Editor's letter: Reconstituting lost species

Reconstituting a woolly mammoth would be a zoological sensation. But is that reason enough to make one?

Sometimes the most impressive scientific progress throws a sharp light on our previous mistakes. That’s how I read the news that biologists are on the cusp of reconstituting long-dead species, many of which we ingenious humans drove into extinction in the first place (see Health & Science). Scientists are reassembling the DNA needed to “de-extinct” such lost creatures as the passenger pigeon, which darkened the skies in flocks of millions until it became the cheap meat of choice for 19th-century America. There’s hope of resurrecting the woolly mammoth from carcasses found frozen in the Siberian tundra, where a combination of climate change and human hunters did them in. And if that works, why not the Neanderthals? These European hominids, some of whose genetic legacy is present in many modern humans, died out at least 30,000 years ago, partly because of the rise of wily Homo sapiens. So why shouldn’t our wily scientists, who have already worked out a first draft of our lost relatives’ genome, aim to bring them back?

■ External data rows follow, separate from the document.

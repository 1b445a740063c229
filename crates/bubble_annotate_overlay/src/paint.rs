// SPDX-License-Identifier: MIT OR Apache-2.0
//! Software painter for overlay layer trees.
//!
//! Draws boxes, strokes and rasterized text into tiny-skia pixmaps. Layers
//! carrying an opacity curve are composited as a group so overlapping
//! children fade together.

use crate::layer::{BoxStyle, Layer, LayerContents, OverlayTree, StrokeStyle};
use crate::layout::{Point, Rect, Size};
use crate::raster::{RasterError, RasterImage, Result};
use bubble_annotate_sequencer::RgbaColor;
use tiny_skia::{
    Color, FillRule, FilterQuality, LineCap, LineJoin, Paint, PathBuilder, Pixmap, PixmapPaint,
    Stroke, StrokeDash, Transform,
};

/// Number of concentric passes used to approximate a blurred shadow
const SHADOW_STEPS: u32 = 6;

/// Paints a layer tree at one instant
#[derive(Debug, Clone, Copy)]
pub struct LayerPainter {
    /// Time used to sample opacity curves; `None` paints everything opaque
    time: Option<f64>,
}

impl LayerPainter {
    /// Painter that samples opacity curves at `time`
    pub fn at_time(time: f64) -> Self {
        Self { time: Some(time) }
    }

    /// Painter that ignores opacity curves
    pub fn opaque() -> Self {
        Self { time: None }
    }

    /// Paint `layer` and its subtree onto `canvas`, with `origin` as the
    /// parent's top-left corner in canvas pixels
    pub fn paint(&self, canvas: &mut Pixmap, layer: &Layer, origin: Point) {
        let opacity = self.time.map_or(1.0, |time| layer.opacity_at(time));
        if opacity <= 0.0 {
            return;
        }
        let frame = Rect::new(
            origin.x + layer.frame.x,
            origin.y + layer.frame.y,
            layer.frame.width,
            layer.frame.height,
        );

        if opacity >= 1.0 {
            self.paint_subtree(canvas, layer, frame);
            return;
        }

        let Some(mut group) = Pixmap::new(canvas.width(), canvas.height()) else {
            return;
        };
        self.paint_subtree(&mut group, layer, frame);
        let paint = PixmapPaint {
            opacity: opacity as f32,
            ..PixmapPaint::default()
        };
        canvas.draw_pixmap(0, 0, group.as_ref(), &paint, Transform::identity(), None);
    }

    fn paint_subtree(&self, canvas: &mut Pixmap, layer: &Layer, frame: Rect) {
        match &layer.contents {
            LayerContents::Empty | LayerContents::Video { .. } => {}
            LayerContents::Box(style) => fill_box(canvas, frame, style),
            LayerContents::Stroke(style) => stroke_segments(canvas, frame, style),
            LayerContents::Image(image) => draw_image(canvas, frame, image),
        }
        let origin = Point::new(frame.x, frame.y);
        for child in &layer.sublayers {
            self.paint(canvas, child, origin);
        }
    }
}

/// Render the annotation layers of `tree` at `time` onto a transparent frame.
///
/// The video layer is left out; the result is meant to be laid over a
/// decoded video frame.
pub fn render_overlay_at(tree: &OverlayTree, time: f64) -> Result<RasterImage> {
    let mut canvas = blank_canvas(tree.size)?;
    let painter = LayerPainter::at_time(time);
    for layer in &tree.annotations {
        painter.paint(&mut canvas, layer, Point::default());
    }
    Ok(RasterImage::from_pixmap(canvas, tree.size))
}

/// Render one layer subtree fully opaque onto a transparent canvas of `size`
pub fn render_layer(layer: &Layer, size: Size) -> Result<RasterImage> {
    let mut canvas = blank_canvas(size)?;
    LayerPainter::opaque().paint(&mut canvas, layer, Point::default());
    Ok(RasterImage::from_pixmap(canvas, size))
}

fn blank_canvas(size: Size) -> Result<Pixmap> {
    let empty = || RasterError::EmptyBounds {
        width: size.width,
        height: size.height,
    };
    if !size.is_positive() {
        return Err(empty());
    }
    Pixmap::new(size.width.round() as u32, size.height.round() as u32).ok_or_else(empty)
}

fn skia_color(color: RgbaColor) -> Color {
    let [r, g, b, a] = color.to_rgba8();
    Color::from_rgba8(r, g, b, a)
}

fn solid_paint(color: RgbaColor) -> Paint<'static> {
    let mut paint = Paint::default();
    paint.set_color(skia_color(color));
    paint.anti_alias = true;
    paint
}

fn fill_box(canvas: &mut Pixmap, frame: Rect, style: &BoxStyle) {
    if let Some(shadow) = style.shadow {
        let base = Rect::new(frame.x, frame.y + shadow.offset_y, frame.width, frame.height);
        let step_alpha = shadow.color.alpha / f64::from(SHADOW_STEPS);
        let paint = solid_paint(shadow.color.with_alpha(step_alpha));
        for step in 0..SHADOW_STEPS {
            let spread = shadow.radius * f64::from(SHADOW_STEPS - step) / f64::from(SHADOW_STEPS);
            let rect = base.outset(spread / 2.0);
            if let Some(path) = rounded_rect_path(rect, style.corner_radius + spread / 2.0) {
                canvas.fill_path(&path, &paint, FillRule::Winding, Transform::identity(), None);
            }
        }
    }

    if let Some(path) = rounded_rect_path(frame, style.corner_radius) {
        canvas.fill_path(
            &path,
            &solid_paint(style.fill),
            FillRule::Winding,
            Transform::identity(),
            None,
        );
    }

    if let Some((color, width)) = style.border {
        let inner = frame.inset(width / 2.0);
        if let Some(path) = rounded_rect_path(inner, (style.corner_radius - width / 2.0).max(0.0)) {
            let stroke = Stroke {
                width: width as f32,
                line_join: LineJoin::Round,
                ..Stroke::default()
            };
            canvas.stroke_path(&path, &solid_paint(color), &stroke, Transform::identity(), None);
        }
    }
}

fn stroke_segments(canvas: &mut Pixmap, frame: Rect, style: &StrokeStyle) {
    let mut pb = PathBuilder::new();
    for (from, to) in &style.segments {
        pb.move_to((frame.x + from.x) as f32, (frame.y + from.y) as f32);
        pb.line_to((frame.x + to.x) as f32, (frame.y + to.y) as f32);
    }
    let Some(path) = pb.finish() else { return };

    let stroke = Stroke {
        width: style.width as f32,
        line_cap: LineCap::Round,
        line_join: LineJoin::Round,
        dash: style
            .dash
            .and_then(|[dash, gap]| StrokeDash::new(vec![dash as f32, gap as f32], 0.0)),
        ..Stroke::default()
    };
    canvas.stroke_path(&path, &solid_paint(style.color), &stroke, Transform::identity(), None);
}

fn draw_image(canvas: &mut Pixmap, frame: Rect, image: &RasterImage) {
    if image.width() == 0 || image.height() == 0 {
        return;
    }
    let sx = frame.width / f64::from(image.width());
    let sy = frame.height / f64::from(image.height());
    let transform = Transform::from_row(sx as f32, 0.0, 0.0, sy as f32, frame.x as f32, frame.y as f32);
    let paint = PixmapPaint {
        quality: FilterQuality::Bilinear,
        ..PixmapPaint::default()
    };
    canvas.draw_pixmap(0, 0, image.pixmap().as_ref(), &paint, transform, None);
}

/// Rounded rectangle outline; the radius is capped at half the short side
fn rounded_rect_path(rect: Rect, radius: f64) -> Option<tiny_skia::Path> {
    if !rect.size().is_positive() {
        return None;
    }
    let (x, y, w, h) = (rect.x as f32, rect.y as f32, rect.width as f32, rect.height as f32);
    let r = (radius.max(0.0) as f32).min(w / 2.0).min(h / 2.0);

    let mut pb = PathBuilder::new();
    pb.move_to(x + r, y);
    pb.line_to(x + w - r, y);
    pb.quad_to(x + w, y, x + w, y + r);
    pb.line_to(x + w, y + h - r);
    pb.quad_to(x + w, y + h, x + w - r, y + h);
    pb.line_to(x + r, y + h);
    pb.quad_to(x, y + h, x, y + h - r);
    pb.line_to(x, y + r);
    pb.quad_to(x, y, x + r, y);
    pb.close();
    pb.finish()
}

#[cfg(test)]
mod tests {
    use super::*;
    use bubble_annotate_sequencer::OpacityCurve;

    fn alpha_at(image: &RasterImage, x: u32, y: u32) -> u8 {
        image.data()[((y * image.width() + x) * 4 + 3) as usize]
    }

    fn red_box(frame: Rect) -> Layer {
        Layer::new("box", frame).with_contents(LayerContents::Box(BoxStyle {
            fill: RgbaColor::new(1.0, 0.0, 0.0, 1.0),
            corner_radius: 4.0,
            border: None,
            shadow: None,
        }))
    }

    #[test]
    fn test_box_fills_its_frame_only() {
        let image = render_layer(&red_box(Rect::new(10.0, 10.0, 20.0, 20.0)), Size::new(50.0, 50.0)).unwrap();
        assert_eq!(alpha_at(&image, 20, 20), 255);
        assert_eq!(alpha_at(&image, 45, 45), 0);
        assert_eq!(alpha_at(&image, 2, 2), 0);
    }

    #[test]
    fn test_child_frames_are_parent_relative() {
        let mut parent = Layer::new("group", Rect::new(20.0, 20.0, 30.0, 30.0));
        parent.add_sublayer(red_box(Rect::new(5.0, 5.0, 10.0, 10.0)));
        let image = render_layer(&parent, Size::new(60.0, 60.0)).unwrap();
        assert_eq!(alpha_at(&image, 30, 30), 255);
        assert_eq!(alpha_at(&image, 10, 10), 0);
    }

    #[test]
    fn test_opacity_curve_gates_painting() {
        let size = Size::new(40.0, 40.0);
        let mut container = Layer::new("a", Rect::from_size(size))
            .with_opacity(OpacityCurve::schedule(2.0, 4.0, 10.0));
        container.add_sublayer(red_box(Rect::new(0.0, 0.0, 40.0, 40.0)));
        let tree = OverlayTree {
            size,
            video: Layer::new("video", Rect::from_size(size)),
            annotations: vec![container],
        };

        let before = render_overlay_at(&tree, 1.0).unwrap();
        assert!(before.is_blank());
        let during = render_overlay_at(&tree, 3.0).unwrap();
        assert_eq!(alpha_at(&during, 20, 20), 255);
        let after = render_overlay_at(&tree, 6.0).unwrap();
        assert!(after.is_blank());
    }

    #[test]
    fn test_stroke_draws_along_segment() {
        let layer = Layer::new("shaft", Rect::new(0.0, 0.0, 100.0, 20.0)).with_contents(
            LayerContents::Stroke(StrokeStyle {
                segments: vec![(Point::new(0.0, 10.0), Point::new(100.0, 10.0))],
                color: RgbaColor::WHITE,
                width: 4.0,
                dash: None,
            }),
        );
        let image = render_layer(&layer, Size::new(100.0, 20.0)).unwrap();
        assert_eq!(alpha_at(&image, 50, 10), 255);
        assert_eq!(alpha_at(&image, 50, 1), 0);
    }

    #[test]
    fn test_dashed_stroke_leaves_gaps() {
        let layer = Layer::new("shaft", Rect::new(0.0, 0.0, 100.0, 20.0)).with_contents(
            LayerContents::Stroke(StrokeStyle {
                segments: vec![(Point::new(0.0, 10.0), Point::new(100.0, 10.0))],
                color: RgbaColor::WHITE,
                width: 2.0,
                dash: Some([10.0, 10.0]),
            }),
        );
        let image = render_layer(&layer, Size::new(100.0, 20.0)).unwrap();
        assert_eq!(alpha_at(&image, 5, 10), 255);
        assert_eq!(alpha_at(&image, 15, 10), 0);
    }

    #[test]
    fn test_empty_canvas_rejected() {
        let layer = Layer::new("empty", Rect::default());
        assert!(render_layer(&layer, Size::new(0.0, 10.0)).is_err());
    }
}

Call me a sentimentalist, but I can’t imagine a sadder fate than being a specimen of a lost species. Sure, a woolly mammoth would be a zoological sensation. But is that reason enough to make one? And what moral quandaries are posed by a mix-and-pour Neanderthal? I hope we’re beyond putting such a specimen on display, as Pygmy Ota Benga was just a century ago—in the Monkey House of the Bronx Zoo, no less. But maybe we aren’t. Before we conjure up a hominid, or even a mammoth, we should take a sober look at our long record of biological folly.